**What to work on**
Your answer must be the records below, printed exactly.

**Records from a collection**
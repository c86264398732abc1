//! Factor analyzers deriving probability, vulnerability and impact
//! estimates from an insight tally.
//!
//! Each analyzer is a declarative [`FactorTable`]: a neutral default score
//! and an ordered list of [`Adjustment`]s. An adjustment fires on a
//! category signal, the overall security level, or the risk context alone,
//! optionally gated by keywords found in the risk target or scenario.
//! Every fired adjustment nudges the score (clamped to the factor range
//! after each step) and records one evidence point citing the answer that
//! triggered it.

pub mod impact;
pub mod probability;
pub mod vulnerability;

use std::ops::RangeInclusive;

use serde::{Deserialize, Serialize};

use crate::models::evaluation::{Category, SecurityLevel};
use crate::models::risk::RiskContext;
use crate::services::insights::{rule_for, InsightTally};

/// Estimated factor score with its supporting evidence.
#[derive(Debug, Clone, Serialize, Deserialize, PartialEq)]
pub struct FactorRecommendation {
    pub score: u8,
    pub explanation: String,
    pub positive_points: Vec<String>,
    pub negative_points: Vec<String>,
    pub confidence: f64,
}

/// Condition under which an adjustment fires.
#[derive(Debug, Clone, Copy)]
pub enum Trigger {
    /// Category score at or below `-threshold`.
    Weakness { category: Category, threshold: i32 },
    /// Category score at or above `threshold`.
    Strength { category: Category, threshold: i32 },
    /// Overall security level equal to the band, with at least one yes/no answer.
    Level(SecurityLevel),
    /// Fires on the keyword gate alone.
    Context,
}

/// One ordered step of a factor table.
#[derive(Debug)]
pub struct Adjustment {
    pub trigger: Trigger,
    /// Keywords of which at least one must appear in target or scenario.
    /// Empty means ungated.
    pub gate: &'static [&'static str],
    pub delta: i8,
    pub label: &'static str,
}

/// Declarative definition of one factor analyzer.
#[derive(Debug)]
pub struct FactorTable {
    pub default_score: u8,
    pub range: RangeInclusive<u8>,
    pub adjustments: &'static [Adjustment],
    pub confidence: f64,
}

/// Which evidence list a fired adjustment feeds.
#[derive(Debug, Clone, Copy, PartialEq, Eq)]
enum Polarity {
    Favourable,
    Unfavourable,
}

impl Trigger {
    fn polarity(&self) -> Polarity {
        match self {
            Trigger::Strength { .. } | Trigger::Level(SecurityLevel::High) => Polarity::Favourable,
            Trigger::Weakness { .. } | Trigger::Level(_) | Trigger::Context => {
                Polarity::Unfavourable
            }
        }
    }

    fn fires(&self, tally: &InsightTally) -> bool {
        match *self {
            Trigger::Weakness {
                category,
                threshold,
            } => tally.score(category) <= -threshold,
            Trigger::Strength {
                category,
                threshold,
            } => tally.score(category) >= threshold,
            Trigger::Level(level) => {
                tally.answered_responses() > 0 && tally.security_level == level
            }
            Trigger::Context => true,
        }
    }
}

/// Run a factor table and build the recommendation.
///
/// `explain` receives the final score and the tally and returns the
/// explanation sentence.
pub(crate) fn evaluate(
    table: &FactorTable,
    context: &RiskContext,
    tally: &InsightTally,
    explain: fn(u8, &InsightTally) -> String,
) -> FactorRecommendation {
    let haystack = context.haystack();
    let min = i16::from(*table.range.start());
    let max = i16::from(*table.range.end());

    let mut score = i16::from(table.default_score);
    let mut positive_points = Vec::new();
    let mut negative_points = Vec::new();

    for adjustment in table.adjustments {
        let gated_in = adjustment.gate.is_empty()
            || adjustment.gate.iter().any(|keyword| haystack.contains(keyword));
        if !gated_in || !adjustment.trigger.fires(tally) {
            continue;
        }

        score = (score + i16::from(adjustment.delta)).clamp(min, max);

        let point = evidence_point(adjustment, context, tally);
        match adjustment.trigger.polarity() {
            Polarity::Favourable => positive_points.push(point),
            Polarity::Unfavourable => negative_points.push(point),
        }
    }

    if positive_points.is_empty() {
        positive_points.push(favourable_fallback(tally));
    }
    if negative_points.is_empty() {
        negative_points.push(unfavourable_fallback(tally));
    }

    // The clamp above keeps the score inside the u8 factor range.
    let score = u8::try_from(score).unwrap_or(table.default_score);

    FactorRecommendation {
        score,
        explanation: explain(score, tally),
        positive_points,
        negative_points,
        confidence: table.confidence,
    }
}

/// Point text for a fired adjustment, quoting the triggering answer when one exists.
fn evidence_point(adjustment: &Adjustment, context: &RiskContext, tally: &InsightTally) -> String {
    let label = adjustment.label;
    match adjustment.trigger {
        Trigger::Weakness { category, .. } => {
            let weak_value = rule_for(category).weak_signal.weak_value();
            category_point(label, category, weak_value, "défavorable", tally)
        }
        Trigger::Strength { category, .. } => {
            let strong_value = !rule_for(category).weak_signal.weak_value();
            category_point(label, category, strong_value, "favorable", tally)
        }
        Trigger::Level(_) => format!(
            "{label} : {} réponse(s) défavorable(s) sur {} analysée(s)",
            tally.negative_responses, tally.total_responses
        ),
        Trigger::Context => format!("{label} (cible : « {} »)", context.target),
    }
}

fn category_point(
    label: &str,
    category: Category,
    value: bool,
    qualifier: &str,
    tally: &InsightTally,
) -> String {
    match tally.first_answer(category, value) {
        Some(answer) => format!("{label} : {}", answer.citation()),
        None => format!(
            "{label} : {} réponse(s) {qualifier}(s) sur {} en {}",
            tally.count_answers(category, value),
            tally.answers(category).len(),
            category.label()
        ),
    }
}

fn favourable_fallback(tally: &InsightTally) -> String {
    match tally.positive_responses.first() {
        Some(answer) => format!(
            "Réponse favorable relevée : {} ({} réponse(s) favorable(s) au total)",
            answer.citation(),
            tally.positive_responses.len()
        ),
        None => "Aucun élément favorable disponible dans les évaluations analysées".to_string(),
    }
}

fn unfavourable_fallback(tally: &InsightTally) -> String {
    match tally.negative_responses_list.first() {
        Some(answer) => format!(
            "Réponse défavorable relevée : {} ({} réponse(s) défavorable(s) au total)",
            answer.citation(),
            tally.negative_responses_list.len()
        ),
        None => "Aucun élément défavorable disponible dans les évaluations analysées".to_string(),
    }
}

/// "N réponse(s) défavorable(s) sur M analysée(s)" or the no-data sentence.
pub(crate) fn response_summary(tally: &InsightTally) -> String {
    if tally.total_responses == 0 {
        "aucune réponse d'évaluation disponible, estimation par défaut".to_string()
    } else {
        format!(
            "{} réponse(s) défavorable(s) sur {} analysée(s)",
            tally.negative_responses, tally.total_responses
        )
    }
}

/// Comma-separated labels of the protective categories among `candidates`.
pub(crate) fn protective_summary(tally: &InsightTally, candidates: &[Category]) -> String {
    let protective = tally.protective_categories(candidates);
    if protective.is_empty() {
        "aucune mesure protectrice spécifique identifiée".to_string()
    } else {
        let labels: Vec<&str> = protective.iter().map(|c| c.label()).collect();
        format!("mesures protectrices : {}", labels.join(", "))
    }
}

**Response box**
repository c86264398732abc1
//! Factor analyzers deriving probability, vulnerability and impact
//! estimates from an insight tally.
//!
//! Each analyzer is a declarative [`FactorTable`]: a neutral default score
//! and an ordered list of [`Adjustment`]s. An adjustment fires on a
//! category signal, the overall security level, or the risk context alone,
//! optionally gated by keywords found in the risk target or scenario.
//! Every fired adjustment nudges the score (clamped to the factor range
//! after each step) and records one evidence point citing the answer that
//! triggered it.

pub mod impact;
pub mod probability;
pub mod vulnerability;

use std::ops::RangeInclusive;

use serde::{Deserialize, Serialize};

use crate::models::evaluation::{Category, SecurityLevel};
use crate::models::risk::RiskContext;
use crate::services::insights::{rule_for, InsightTally};

/// Estimated factor score with its supporting evidence.
#[derive(Debug, Clone, Serialize, Deserialize, PartialEq)]
pub struct FactorRecommendation {
    pub score: u8,
    pub explanation: String,
    pub positive_points: Vec<String>,
    pub negative_points: Vec<String>,
    pub confidence: f64,
}

/// Condition under which an adjustment fires.
#[derive(Debug, Clone, Copy)]
pub enum Trigger {
    /// Category score at or below `-threshold`.
    Weakness { category: Category, threshold: i32 },
    /// Category score at or above `threshold`.
    Strength { category: Category, threshold: i32 },
    /// Overall security level equal to the band, with at least one yes/no answer.
    Level(SecurityLevel),
    /// Fires on the keyword gate alone.
    Context,
}

/// One ordered step of a factor table.
#[derive(Debug)]
pub struct Adjustment {
    pub trigger: Trigger,
    /// Keywords of which at least one must appear in target or scenario.
    /// Empty means ungated.
    pub gate: &'static [&'static str],
    pub delta: i8,
    pub label: &'static str,
}

/// Declarative definition of one factor analyzer.
#[derive(Debug)]
pub struct FactorTable {
    pub default_score: u8,
    pub range: RangeInclusive<u8>,
    pub adjustments: &'static [Adjustment],
    pub confidence: f64,
}

/// Which evidence list a fired adjustment feeds.
#[derive(Debug, Clone, Copy, PartialEq, Eq)]
enum Polarity {
    Favourable,
    Unfavourable,
}

impl Trigger {
    fn polarity(&self) -> Polarity {
        match self {
            Trigger::Strength { .. } | Trigger::Level(SecurityLevel::High) => Polarity::Favourable,
            Trigger::Weakness { .. } | Trigger::Level(_) | Trigger::Context => {
                Polarity::Unfavourable
            }
        }
    }

    fn fires(&self, tally: &InsightTally) -> bool {
        match *self {
            Trigger::Weakness {
                category,
                threshold,
            } => tally.score(category) <= -threshold,
            Trigger::Strength {
                category,
                threshold,
            } => tally.score(category) >= threshold,
            Trigger::Level(level) => {
                tally.answered_responses() > 0 && tally.security_level == level
            }
            Trigger::Context => true,
        }
    }
}

/// Run a factor table and build the recommendation.
///
/// `explain` receives the final score and the tally and returns the
/// explanation sentence.
pub(crate) fn evaluate(
    table: &FactorTable,
    context: &RiskContext,
    tally: &InsightTally,
    explain: fn(u8, &InsightTally) -> String,
) -> FactorRecommendation {
    let haystack = context.haystack();
    let min = i16::from(*table.range.start());
    let max = i16::from(*table.range.end());

    let mut score = i16::from(table.default_score);
    let mut positive_points = Vec::new();
    let mut negative_points = Vec::new();

    for adjustment in table.adjustments {
        let gated_in = adjustment.gate.is_empty()
            || adjustment.gate.iter().any(|keyword| haystack.contains(keyword));
        if !gated_in || !adjustment.trigger.fires(tally) {
            continue;
        }

        score = (score + i16::from(adjustment.delta)).clamp(min, max);

        let point = evidence_point(adjustment, context, tally);
        match adjustment.trigger.polarity() {
            Polarity::Favourable => positive_points.push(point),
            Polarity::Unfavourable => negative_points.push(point),
        }
    }

    if positive_points.is_empty() {
        positive_points.push(favourable_fallback(tally));
    }
    if negative_points.is_empty() {
        negative_points.push(unfavourable_fallback(tally));
    }

    // The clamp above keeps the score inside the u8 factor range.
    let score = u8::try_from(score).unwrap_or(table.default_score);

    FactorRecommendation {
        score,
        explanation: explain(score, tally),
        positive_points,
        negative_points,
        confidence: table.confidence,
    }
}

/// Point text for a fired adjustment, quoting the triggering answer when one exists.
fn evidence_point(adjustment: &Adjustment, context: &RiskContext, tally: &InsightTally) -> String {
    let label = adjustment.label;
    match adjustment.trigger {
        Trigger::Weakness { category, .. } => {
            let weak_value = rule_for(category).weak_signal.weak_value();
            category_point(label, category, weak_value, "défavorable", tally)
        }
        Trigger::Strength { category, .. } => {
            let strong_value = !rule_for(category).weak_signal.weak_value();
            category_point(label, category, strong_value, "favorable", tally)
        }
        Trigger::Level(_) => format!(
            "{label} : {} réponse(s) défavorable(s) sur {} analysée(s)",
            tally.negative_responses, tally.total_responses
        ),
        Trigger::Context => format!("{label} (cible : « {} »)", context.target),
    }
}

fn category_point(
    label: &str,
    category: Category,
    value: bool,
    qualifier: &str,
    tally: &InsightTally,
) -> String {
    match tally.first_answer(category, value) {
        Some(answer) => format!("{label} : {}", answer.citation()),
        None => format!(
            "{label} : {} réponse(s) {qualifier}(s) sur {} en {}",
            tally.count_answers(category, value),
            tally.answers(category).len(),
            category.label()
        ),
    }
}

fn favourable_fallback(tally: &InsightTally) -> String {
    match tally.positive_responses.first() {
        Some(answer) => format!(
            "Réponse favorable relevée : {} ({} réponse(s) favorable(s) au total)",
            answer.citation(),
            tally.positive_responses.len()
        ),
        None => "Aucun élément favorable disponible dans les évaluations analysées".to_string(),
    }
}

fn unfavourable_fallback(tally: &InsightTally) -> String {
    match tally.negative_responses_list.first() {
        Some(answer) => format!(
            "Réponse défavorable relevée : {} ({} réponse(s) défavorable(s) au total)",
            answer.citation(),
            tally.negative_responses_list.len()
        ),
        None => "Aucun élément défavorable disponible dans les évaluations analysées".to_string(),
    }
}

/// "N réponse(s) défavorable(s) sur M analysée(s)" or the no-data sentence.
pub(crate) fn response_summary(tally: &InsightTally) -> String {
    if tally.total_responses == 0 {
        "aucune réponse d'évaluation disponible, estimation par défaut".to_string()
    } else {
        format!(
            "{} réponse(s) défavorable(s) sur {} analysée(s)",
            tally.negative_responses, tally.total_responses
        )
    }
}

/// Comma-separated labels of the protective categories among `candidates`.
pub(crate) fn protective_summary(tally: &InsightTally, candidates: &[Category]) -> String {
    let protective = tally.protective_categories(candidates);
    if protective.is_empty() {
        "aucune mesure protectrice spécifique identifiée".to_string()
    } else {
        let labels: Vec<&str> = protective.iter().map(|c| c.label()).collect();
        format!("mesures protectrices : {}", labels.join(", "))
    }
}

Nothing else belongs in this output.